= Goal of the exercise =
Nothing but an exact copy of the listing should appear in the response.

= Dataset extract =

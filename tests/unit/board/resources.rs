use super::*;

fn icon(shade: u8) -> PreparedImage {
    PreparedImage::solid(4, 4, Rgba8::rgb(shade, shade, shade))
}

#[test]
fn icon_lookup_falls_back_line_product_default() {
    let mut res = Resources::default();
    let s8 = res.insert_icon("s8", icon(1));
    let bus = res.insert_icon("bus", icon(2));
    let default = res.insert_icon("default", icon(3));

    assert_eq!(res.icon_for("s8", "suburban"), Some(s8));
    assert_eq!(res.icon_for("m11", "bus"), Some(bus));
    assert_eq!(res.icon_for("x", "ferry"), Some(default));
    assert_eq!(res.images().len(), 3);
}

#[test]
fn icon_lookup_without_default_is_none() {
    let res = Resources::default();
    assert_eq!(res.icon_for("s8", "suburban"), None);
}

#[test]
fn posters_keep_insertion_order() {
    let mut res = Resources::default();
    let a = res.add_poster(icon(1));
    res.insert_icon("default", icon(9));
    let b = res.add_poster(icon(2));
    assert_eq!(res.posters(), &[a, b]);
}

#[test]
fn palette_defaults_and_json() {
    let p = Palette::default();
    assert_eq!(p.no_time, Rgba8::rgb(0xd2, 0x22, 0x22));
    let parsed: Palette = serde_json::from_str(r##"{"text": "#000000"}"##).unwrap();
    assert_eq!(parsed.text, Rgba8::BLACK);
    assert_eq!(parsed.error, p.error);
}

#[test]
fn dimensions_validate() {
    assert!(Dimensions::default().validate().is_ok());
    let bad = Dimensions {
        icon_width: -1.0,
        ..Dimensions::default()
    };
    assert!(bad.validate().is_err());
}

#[test]
fn icon_dir_keys_by_file_stem() {
    let dir = std::env::temp_dir().join(format!("depboard-icons-{}", std::process::id()));
    std::fs::create_dir_all(&dir).unwrap();
    image::RgbaImage::from_pixel(80, 80, image::Rgba([255, 255, 0, 255]))
        .save(dir.join("tram.png"))
        .unwrap();
    std::fs::write(dir.join("broken.png"), b"nope").unwrap();

    let mut res = Resources::default();
    assert_eq!(res.load_icon_dir(&dir).unwrap(), 1);
    let id = res.icon_for("m17", "tram").unwrap();
    assert_eq!(
        res.images().size(id),
        Some(crate::foundation::core::Size::new(40.0, 40.0))
    );

    std::fs::remove_dir_all(&dir).unwrap();
}

#[test]
fn missing_font_file_is_reported() {
    let mut fonts = BTreeMap::new();
    fonts.insert(
        FontRole::Title,
        FontSpec {
            path: "missing.ttf".into(),
            size_px: 24.0,
        },
    );
    let err = register_fonts(&fonts, Path::new("/nowhere"), &mut TextEngine::new()).unwrap_err();
    assert!(err.to_string().contains("missing.ttf"));
}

= Exercise output =
filename tests/unit/board/resources.rs
use super::*;

fn icon(shade: u8) -> PreparedImage {
    PreparedImage::solid(4, 4, Rgba8::rgb(shade, shade, shade))
}

#[test]
fn icon_lookup_falls_back_line_product_default() {
    let mut res = Resources::default();
    let s8 = res.insert_icon("s8", icon(1));
    let bus = res.insert_icon("bus", icon(2));
    let default = res.insert_icon("default", icon(3));

    assert_eq!(res.icon_for("s8", "suburban"), Some(s8));
    assert_eq!(res.icon_for("m11", "bus"), Some(bus));
    assert_eq!(res.icon_for("x", "ferry"), Some(default));
    assert_eq!(res.images().len(), 3);
}

#[test]
fn icon_lookup_without_default_is_none() {
    let res = Resources::default();
    assert_eq!(res.icon_for("s8", "suburban"), None);
}

#[test]
fn posters_keep_insertion_order() {
    let mut res = Resources::default();
    let a = res.add_poster(icon(1));
    res.insert_icon("default", icon(9));
    let b = res.add_poster(icon(2));
    assert_eq!(res.posters(), &[a, b]);
}

#[test]
fn palette_defaults_and_json() {
    let p = Palette::default();
    assert_eq!(p.no_time, Rgba8::rgb(0xd2, 0x22, 0x22));
    let parsed: Palette = serde_json::from_str(r##"{"text": "#000000"}"##).unwrap();
    assert_eq!(parsed.text, Rgba8::BLACK);
    assert_eq!(parsed.error, p.error);
}

#[test]
fn dimensions_validate() {
    assert!(Dimensions::default().validate().is_ok());
    let bad = Dimensions {
        icon_width: -1.0,
        ..Dimensions::default()
    };
    assert!(bad.validate().is_err());
}

#[test]
fn icon_dir_keys_by_file_stem() {
    let dir = std::env::temp_dir().join(format!("depboard-icons-{}", std::process::id()));
    std::fs::create_dir_all(&dir).unwrap();
    image::RgbaImage::from_pixel(80, 80, image::Rgba([255, 255, 0, 255]))
        .save(dir.join("tram.png"))
        .unwrap();
    std::fs::write(dir.join("broken.png"), b"nope").unwrap();

    let mut res = Resources::default();
    assert_eq!(res.load_icon_dir(&dir).unwrap(), 1);
    let id = res.icon_for("m17", "tram").unwrap();
    assert_eq!(
        res.images().size(id),
        Some(crate::foundation::core::Size::new(40.0, 40.0))
    );

    std::fs::remove_dir_all(&dir).unwrap();
}

#[test]
fn missing_font_file_is_reported() {
    let mut fonts = BTreeMap::new();
    fonts.insert(
        FontRole::Title,
        FontSpec {
            path: "missing.ttf".into(),
            size_px: 24.0,
        },
    );
    let err = register_fonts(&fonts, Path::new("/nowhere"), &mut TextEngine::new()).unwrap_err();
    assert!(err.to_string().contains("missing.ttf"));
}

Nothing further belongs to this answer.